# Duchess



## jonsey (10 May 2011)

I bought a piebald mare from a horse sale in wales, Wandering if any body knows any thing about her, She is freeze marked NN43 would love any info on her


----------



## cally6008 (10 May 2011)

Equine Details - MAGPIE
Date of Birth	01-Jan-1996
Gender	Female
Colour	Piebald
Height	160cm
Breed	Unknown
Submitted by	Horse Passport Agency Ltd
(ID Passports do not include Pedigree)
Birth Country	Not supplied by PIO

Horse Passport Agency Ltd
Tel: 0870 2418263

Freezemark NN43 brings up this passport. Give HPA Ltd a ring and they might be able to help.

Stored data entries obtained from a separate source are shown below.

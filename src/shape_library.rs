use glam::Vec3;
use log::info;
use rand::Rng;
use std::collections::HashMap;
use std::f32::consts::TAU;
use std::fmt;

use crate::messages::{FingerMessage, FINGER_MESSAGES, SPECIAL_LOVE};
use crate::text_canvas;

// Vortex
const VORTEX_TURNS: f32 = 10.0;
const VORTEX_MIN_RADIUS: f32 = 160.0;
const VORTEX_RADIUS_SPAN: f32 = 100.0;
const VORTEX_DEPTH: f32 = 50.0;

// Christmas tree
const TREE_HEIGHT: f32 = 80.0;
const TREE_BASE_WIDTH: f32 = 50.0;
const TREE_LAYERS: u32 = 5;
const TREE_TAPER: f32 = 0.7;
const TRUNK_POINTS: usize = 500;
const STAR_POINTS: usize = 300;

// Photo frame
const FRAME_SIZE: f32 = 40.0;
const FRAME_THICKNESS: f32 = 8.0;
const FRAME_EDGE_SHARE: f32 = 0.7;

/// Stable identifier of a generated shape
#[derive(Debug, Clone, Copy, PartialEq, Eq, Hash)]
pub enum ShapeKey {
    Vortex,
    ChristmasTree,
    PhotoFrame,
    SpecialLove,
    Finger(u8),
}

impl fmt::Display for ShapeKey {
    fn fmt(&self, f: &mut fmt::Formatter<'_>) -> fmt::Result {
        match self {
            Self::Vortex => f.write_str("vortex"),
            Self::ChristmasTree => f.write_str("christmasTree"),
            Self::PhotoFrame => f.write_str("photoFrame"),
            Self::SpecialLove => f.write_str("specialLove"),
            Self::Finger(n) => write!(f, "finger_{}", n),
        }
    }
}

/// Named, ordered point cloud. Immutable once generated.
#[derive(Debug, Clone, PartialEq)]
pub struct Shape {
    points: Vec<Vec3>,
}

impl Shape {
    pub fn new(points: Vec<Vec3>) -> Self {
        Self { points }
    }

    pub fn len(&self) -> usize {
        self.points.len()
    }

    pub fn is_empty(&self) -> bool {
        self.points.is_empty()
    }

    pub fn points(&self) -> &[Vec3] {
        &self.points
    }

    pub fn get(&self, index: usize) -> Option<Vec3> {
        self.points.get(index).copied()
    }

    /// Point for particle `i`, wrapping with `i mod len`
    pub fn cyclic(&self, i: usize) -> Option<Vec3> {
        if self.points.is_empty() {
            return None;
        }
        Some(self.points[i % self.points.len()])
    }
}

/// Every shape the swarm can form, keyed by [`ShapeKey`]
#[derive(Debug, Clone, Default)]
pub struct ShapeSet {
    shapes: HashMap<ShapeKey, Shape>,
}

impl ShapeSet {
    pub fn insert(&mut self, key: ShapeKey, shape: Shape) {
        self.shapes.insert(key, shape);
    }

    pub fn get(&self, key: ShapeKey) -> Option<&Shape> {
        self.shapes.get(&key)
    }

    pub fn len(&self) -> usize {
        self.shapes.len()
    }

    pub fn is_empty(&self) -> bool {
        self.shapes.is_empty()
    }

    pub fn iter(&self) -> impl Iterator<Item = (&ShapeKey, &Shape)> {
        self.shapes.iter()
    }
}

/// Generates the target point clouds
pub struct ShapeLibrary {
    point_count: usize,
    text_stride: usize,
}

impl ShapeLibrary {
    pub fn new(point_count: usize, text_stride: usize) -> Self {
        Self {
            point_count,
            text_stride,
        }
    }

    /// Build every procedural shape plus one text shape per message
    pub fn generate_all<R: Rng + ?Sized>(&self, rng: &mut R) -> ShapeSet {
        let mut set = ShapeSet::default();
        let n = self.point_count;

        set.insert(ShapeKey::Vortex, vortex_shape(n, rng));
        set.insert(ShapeKey::ChristmasTree, christmas_tree_shape(n, rng));
        set.insert(ShapeKey::PhotoFrame, photo_frame_shape(n, rng));
        set.insert(ShapeKey::SpecialLove, self.message_shape(&SPECIAL_LOVE));

        for (i, message) in FINGER_MESSAGES.iter().enumerate() {
            set.insert(ShapeKey::Finger(i as u8 + 1), self.message_shape(message));
        }

        for (key, shape) in set.iter() {
            info!("🎨 Shape {} ready: {} points", key, shape.len());
        }
        set
    }

    pub fn message_shape(&self, message: &FingerMessage) -> Shape {
        text_shape(message.lines, message.font_size, self.text_stride)
    }
}

/// Rasterized text as a flat point cloud at z = 0, in raster order
pub fn text_shape<S: AsRef<str>>(lines: &[S], font_size: u32, stride: usize) -> Shape {
    Shape::new(text_canvas::rasterize(lines, font_size, stride))
}

/// 10-turn spiral with random radius and depth per point
pub fn vortex_shape<R: Rng + ?Sized>(count: usize, rng: &mut R) -> Shape {
    let points = (0..count)
        .map(|i| {
            let angle = (i as f32 / count as f32) * TAU * VORTEX_TURNS;
            let radius = VORTEX_MIN_RADIUS + rng.gen::<f32>() * VORTEX_RADIUS_SPAN;
            Vec3::new(
                angle.cos() * radius,
                angle.sin() * radius,
                (rng.gen::<f32>() - 0.5) * VORTEX_DEPTH,
            )
        })
        .collect();

    Shape::new(points)
}

/// Layered cone with branch noise. The first 500 points are the trunk and
/// the next 300 the star above the apex.
pub fn christmas_tree_shape<R: Rng + ?Sized>(count: usize, rng: &mut R) -> Shape {
    let layers = TREE_LAYERS as f32;

    let mut points: Vec<Vec3> = (0..count)
        .map(|_| {
            let layer = rng.gen_range(0..TREE_LAYERS) as f32;
            let layer_y = TREE_HEIGHT / 2.0 - (layer / layers) * TREE_HEIGHT;
            let layer_width = TREE_BASE_WIDTH * (1.0 - layer / layers * TREE_TAPER);

            let angle = rng.gen::<f32>() * TAU;
            let r = rng.gen::<f32>() * layer_width;
            let branch_noise = (angle * 8.0 + layer * 2.0).sin() * 5.0;

            Vec3::new(
                angle.cos() * (r + branch_noise),
                layer_y + (rng.gen::<f32>() - 0.5) * 10.0,
                angle.sin() * (r + branch_noise),
            )
        })
        .collect();

    for p in points.iter_mut().take(TRUNK_POINTS) {
        *p = Vec3::new(
            (rng.gen::<f32>() - 0.5) * 8.0,
            -TREE_HEIGHT / 2.0 - rng.gen::<f32>() * 15.0,
            (rng.gen::<f32>() - 0.5) * 8.0,
        );
    }

    for (i, p) in points
        .iter_mut()
        .enumerate()
        .skip(TRUNK_POINTS)
        .take(STAR_POINTS)
    {
        let angle = (i as f32 / 50.0) * TAU;
        let r = 3.0 + (angle * 5.0).sin() * 2.0;
        *p = Vec3::new(angle.cos() * r, TREE_HEIGHT / 2.0 + 8.0, angle.sin() * r);
    }

    Shape::new(points)
}

/// Square frame (70% of points) with a loose halo around it
pub fn photo_frame_shape<R: Rng + ?Sized>(count: usize, rng: &mut R) -> Shape {
    let edge_points = count as f32 * FRAME_EDGE_SHARE;

    let points = (0..count)
        .map(|i| {
            let t = i as f32 / count as f32;

            if (i as f32) < edge_points {
                let side = (t * 4.0).floor() as u32 % 4;
                let pos = (t * 4.0) % 1.0;
                let span = pos * FRAME_SIZE * 2.0;

                let (x, y) = match side {
                    0 => (-FRAME_SIZE + span, -FRAME_SIZE),
                    1 => (FRAME_SIZE, -FRAME_SIZE + span),
                    2 => (FRAME_SIZE - span, FRAME_SIZE),
                    _ => (-FRAME_SIZE, FRAME_SIZE - span),
                };

                let sparkle = (i as f32 * 0.5).sin() * 3.0;
                Vec3::new(
                    x + (rng.gen::<f32>() - 0.5) * FRAME_THICKNESS,
                    y + (rng.gen::<f32>() - 0.5) * FRAME_THICKNESS,
                    (rng.gen::<f32>() - 0.5) * 10.0 + sparkle,
                )
            } else {
                let angle = rng.gen::<f32>() * TAU;
                let r = FRAME_SIZE + 20.0 + rng.gen::<f32>() * 40.0;
                Vec3::new(
                    angle.cos() * r,
                    angle.sin() * r,
                    (rng.gen::<f32>() - 0.5) * 30.0,
                )
            }
        })
        .collect();

    Shape::new(points)
}

/// Radius of a point in the xy plane
pub fn planar_radius(p: Vec3) -> f32 {
    p.x.hypot(p.y)
}

/// Angle of a point in the xy plane
pub fn planar_angle(p: Vec3) -> f32 {
    p.y.atan2(p.x)
}

#[cfg(test)]
mod tests {
    use super::*;
    use rand::rngs::StdRng;
    use rand::SeedableRng;

    fn rng() -> StdRng {
        StdRng::seed_from_u64(7)
    }

    fn assert_finite(shape: &Shape) {
        assert!(!shape.is_empty());
        assert!(shape.points().iter().all(|p| p.is_finite()));
    }

    #[test]
    fn test_all_shapes_are_non_empty_and_finite() {
        let set = ShapeLibrary::new(2_000, 3).generate_all(&mut rng());
        assert_eq!(set.len(), 14);
        for (key, shape) in set.iter() {
            assert!(!shape.is_empty(), "{} is empty", key);
            assert_finite(shape);
        }
    }

    #[test]
    fn test_text_shape_is_deterministic() {
        let a = text_shape(&["HAII", "SAYANGGG"], 180, 3);
        let b = text_shape(&["HAII", "SAYANGGG"], 180, 3);
        assert_eq!(a, b);
        let c = text_shape(&["HAIL", "SAYANGGG"], 180, 3);
        assert_ne!(a, c);
    }

    #[test]
    fn test_vortex_ring_bounds() {
        let shape = vortex_shape(5_000, &mut rng());
        assert_eq!(shape.len(), 5_000);
        for p in shape.points() {
            let r = planar_radius(*p);
            assert!(r >= 159.99 && r < 260.01, "radius {}", r);
            assert!(p.z >= -25.0 && p.z < 25.0);
        }
    }

    #[test]
    fn test_tree_reserves_trunk_and_star() {
        let shape = christmas_tree_shape(3_000, &mut rng());
        let pts = shape.points();
        for p in &pts[..TRUNK_POINTS] {
            assert!(p.y <= -TREE_HEIGHT / 2.0);
            assert!(p.x.abs() <= 4.0 && p.z.abs() <= 4.0);
        }
        for p in &pts[TRUNK_POINTS..TRUNK_POINTS + STAR_POINTS] {
            assert_eq!(p.y, TREE_HEIGHT / 2.0 + 8.0);
            assert!(p.x.hypot(p.z) <= 5.0 + 1e-4);
        }
        // cone points sit between the trunk and the star
        for p in &pts[TRUNK_POINTS + STAR_POINTS..] {
            assert!(p.y > -TREE_HEIGHT / 2.0 - 5.0 && p.y < TREE_HEIGHT / 2.0 + 5.0 + 1e-4);
        }
    }

    #[test]
    fn test_small_tree_keeps_length() {
        let shape = christmas_tree_shape(100, &mut rng());
        assert_eq!(shape.len(), 100);
        assert_finite(&shape);
    }

    #[test]
    fn test_photo_frame_split() {
        let count = 1_000;
        let shape = photo_frame_shape(count, &mut rng());
        for (i, p) in shape.points().iter().enumerate() {
            if i < 700 {
                // on one of the four edges, within thickness
                let edge = (p.x.abs() - FRAME_SIZE).abs().min((p.y.abs() - FRAME_SIZE).abs());
                assert!(edge <= FRAME_THICKNESS / 2.0 + 1e-3, "point {} off frame", i);
            } else {
                let r = planar_radius(*p);
                assert!(r >= FRAME_SIZE + 20.0 - 1e-3 && r <= FRAME_SIZE + 60.0 + 1e-3);
            }
        }
    }

    #[test]
    fn test_cyclic_lookup() {
        let shape = Shape::new(vec![Vec3::X, Vec3::Y, Vec3::Z]);
        assert_eq!(shape.cyclic(4), Some(Vec3::Y));
        assert_eq!(Shape::new(vec![]).cyclic(0), None);
    }

    #[test]
    fn test_shape_names() {
        assert_eq!(ShapeKey::Finger(7).to_string(), "finger_7");
        assert_eq!(ShapeKey::ChristmasTree.to_string(), "christmasTree");
    }
}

Also ring Farmkey Tel: 0870 8707107


----------



## Cuffey (10 May 2011)

Jonsey
Does this mean you have a passport in the name Duchess?
When was the passport issued?
Is Duchess microchipped?


----------



## jonsey (11 May 2011)

Hi yes I do have a passport for Duchess saying freeze mark NC5 ? I've been on to farmkey and they are trying to sort this out, thanks for your help The passport is for Duchess and no she is not microchipped. Passport was issued 26/04/2007


----------



## cally6008 (11 May 2011)

NC5 ?

You put NN43 in your first post ?


----------



## jonsey (11 May 2011)

I know I did, Its because we could make the freeze mark NN43 out on her yesterday. The passport I have states NC5? by the vet that done the discription on her at the time the passport was applied that I've got. Farmkey and H.P.A. are sorting it out. They both think she is the same horse on both passports by the discription, so if any one knows Duchess NC5? or Magpie NN43  I would love to hear about her past. Thanks to every one who has helped me with this ,


----------



## jonsey (29 November 2011)

I have finally found out that Duchess is indeed Magpie NN43 after a lot of searching and cost, I had the vet out to scan her and she did have a micro chip to prove she was Magpie, So I had to pay the horse Passport agency again!!!!! to have her original passport ownership  changed in to my name once again, I also had to pay to change her name from Magpie to Duchess, I also had to serender the passport I had paid to update when I bought her At the sale in wales, The only one to benefit From this was the horse passport agency....But I do admit I've got a beautiful horse that dose belong to me and fits her passport description at last!!!!!!!! On the new passport I now hold Is the name Elizabeth Lepage she lived at 12 Elmina Road Swindon Wiltshire If any one knows this person Could you please let her know I would love to know some history on Duchess ( Magpie)


----------



## Capriole (29 November 2011)

please dont put other people's name and addresses up  Id hate that id someone put mine online


----------



## jonsey (29 November 2011)

Sorry, I do know this person no longer lives at this address it won't happen again


----------



## cally6008 (29 November 2011)

Long shot but try contacting riding schools, livery yards, farriers, dentist in the Swindon, Wiltshire area to see if someone recognises elizabeth or duchess description


----------



## jonsey (29 November 2011)

Thanks Cally. Will do that, Its been a long road, Would love to know more about her, Some one has spent a lot of time on her, And I'd like to say thank you for all your help and advice in the past, You told me to get in touch with farmkey they were very helpful, They were able to tell me a bit about her breeding from their records, Cheers


----------



## jonsey (3 December 2011)

Thanks to Cally, I am now in touch with One of Duchess,s (Magpie) old owner,s, and have learned so much more about her, So here is a big Thank you to Cally6008 your a star


----------



## cally6008 (3 December 2011)

jonsey said:



			Thanks to Cally, I am now in touch with One of Duchess,s (Magpie) old owner,s, and have learned so much more about her, So here is a big Thank you to Cally6008 your a star
		
Click to expand...

Absolutely fantastic news 

A long shot that turned out right, yay !!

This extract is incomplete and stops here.